Tussen 1578 – 1657, William Harvey:
- William Harvey vond Galenus beeld over het hart fout. Volgens hem is het hart een
pomp en vindt er contact tussen aderen en venen plaats: capillairen.
Tussen 1596 – 1650, René Descartes:
- René Descartes was een filosoof en wiskundige. Hij leverde een bijdrage aan
fysiologie. Dacht na over de werking van hersenen en de aard van de geest.
Tussen 1670 – 1690, Schwemmerdam en Rusch:
- Schwemmerdam en Rusch maakten anatomische preparaten en stichten musea.
,De student kan de basale anatomie en functie van de huid beschrijven.
Volwassenen: 1,2-2,3 m2 oppervlakte aan huid.
Opperhuid (epidermis):
- Bestaat voor 85% uit keratinocyten en voor 15% uit melanocyten. In de diepste laag,
het stratum basale worden voortdurend nieuwe keratinocyten gevormd. Zij schuiven
vervolgens op naar de oppervlakte en ondergaan tijdens deze verschuiving een
proces van afsterving en verhoorning. De meest bovengelegen laag van de epidermis
bevat alleen verhoorde (dode) cellen. Vandaar dat deze laag de hoornlaag wordt
genoemd.
- Bijzondere structuren in de opperhuid zijn: nagels, haar, poriën van: talgklier,
zweetklier en de borstklier.
Lederhuid (dermis):
- De dermis bestaat uit bundels van collageen (trekvaste) vezels die met elkaar
vervlochten zijn en waartussen elastische vezels voorkomen. De meeste bundels met
vezels lopen evenwijdig aan het oppervlak van de huid. De grens van de opperhuid
en lederhuid is golven.
Onderhuids bindweefsel (subcutis):
- Deze onderste laag van de huid bestaat uit losmazig bindweefsel met veel vetcellen.
In de diepe laag zitten verdichtingen van collagene vezels. Soms zit er ook
spierweefsel in de subcutis, bijvoorbeeld in de hals.
Vascularisatie van de huid:
- De bloedvoorziening van de huid wordt verzorgd door bloedvaten die vanaf het
onderhuids bindweefsel naar de lederhuid lopen. Zij vormen in deze laag uitgebreide
netwerken van capillairen van waaruit de opperhuid, haarfollikels talgklieren en de
zweetklieren van het bloed worden voorzien. Tussen de kleinere vertakkingen van de
arteriën en venen komen veel directe verbindingen voor. Deze worden
arterioveneuze anastomosen genoemd en hebben een belangrijke rol in de
warmteregulatie van het lichaam.
Functie huid:
- Bescherming van de huid tegen de buitenwereld, bijvoorbeeld allerlei prikkels,
uitdroging, bacteriën, schimmels en virussen.
- Warmteregulatie
- Zintuigelijke waarneming, het opnemen van prikkels.

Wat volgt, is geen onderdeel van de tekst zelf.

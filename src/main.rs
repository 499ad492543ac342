use clap::Parser;

use groupdyn::args::Args;
use groupdyn::runner::Runner;

fn main() {
    let args = Args::parse();
    let mut runner = Runner::new(args).unwrap_or_else(|err| {
        eprintln!("Unable to set up the simulation: {err:#}.");
        std::process::exit(1);
    });
    if let Err(err) = runner.start() {
        log::error!("Simulation failed: {err:#}");
        eprintln!("Simulation failed: {err:#}.");
        std::process::exit(1);
    }
}
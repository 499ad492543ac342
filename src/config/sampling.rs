//! Snapshot cadence.

use serde::{Deserialize, Serialize};

use crate::errors::{Result, SimulationError};

/// Snapshots are taken at every multiple of `interval` in simulated time, starting at zero.
#[derive(Serialize, Deserialize, Debug, Clone, Copy, PartialEq)]
pub struct SamplingPolicy {
    pub interval: f64,
}

impl Default for SamplingPolicy {
    fn default() -> Self {
        Self { interval: 1. }
    }
}

impl SamplingPolicy {
    pub fn new(interval: f64) -> Result<Self> {
        let policy = Self { interval };
        policy.validate()?;
        Ok(policy)
    }

    pub fn validate(&self) -> Result<()> {
        if !self.interval.is_finite() || self.interval <= 0. {
            return Err(SimulationError::invalid(format!(
                "sampling interval must be positive, got {}",
                self.interval
            )));
        }
        Ok(())
    }

    /// Time of the `index`-th sampling boundary.
    pub fn boundary(&self, index: u64) -> f64 {
        index as f64 * self.interval
    }

    /// Number of snapshots a run up to `t_max` produces.
    pub fn n_samples(&self, t_max: f64) -> u64 {
        (t_max / self.interval).floor() as u64 + 1
    }
}

#[cfg(test)]
mod tests {
    use super::*;

    #[test]
    fn boundaries() {
        let policy = SamplingPolicy::new(0.5).unwrap();
        assert_eq!(policy.boundary(0), 0.);
        assert_eq!(policy.boundary(3), 1.5);
        assert_eq!(policy.n_samples(10.), 21);
        assert_eq!(SamplingPolicy::default().n_samples(500.), 501);
        assert_eq!(SamplingPolicy::default().n_samples(2.5), 3);
    }

    #[test]
    fn reject_non_positive_interval() {
        assert!(SamplingPolicy::new(0.).is_err());
        assert!(SamplingPolicy::new(-1.).is_err());
        assert!(SamplingPolicy::new(f64::INFINITY).is_err());
    }
}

- Reservoirfunctie: bloed kwijt kunnen in de huid.
Afweerfunctie van de huid:
- Bacteriedodende stoffen in zweet en talg.
- Cellulaire en humorale componenten in de huid.
- Cellen en stoffen immuunsysteem.
, Nomenclatuur
De student kan de gebruikelijke anatomische benamingen voor de diverse
bewegingsvlakken- en assen van het menselijk lichaam (m.n. vanuit anatomische positie)
benoemen.
- Frontaal: voor- en achterkant (ventraal, dorsaal)
- Sagittaal: links en rechts (sinister, dexter)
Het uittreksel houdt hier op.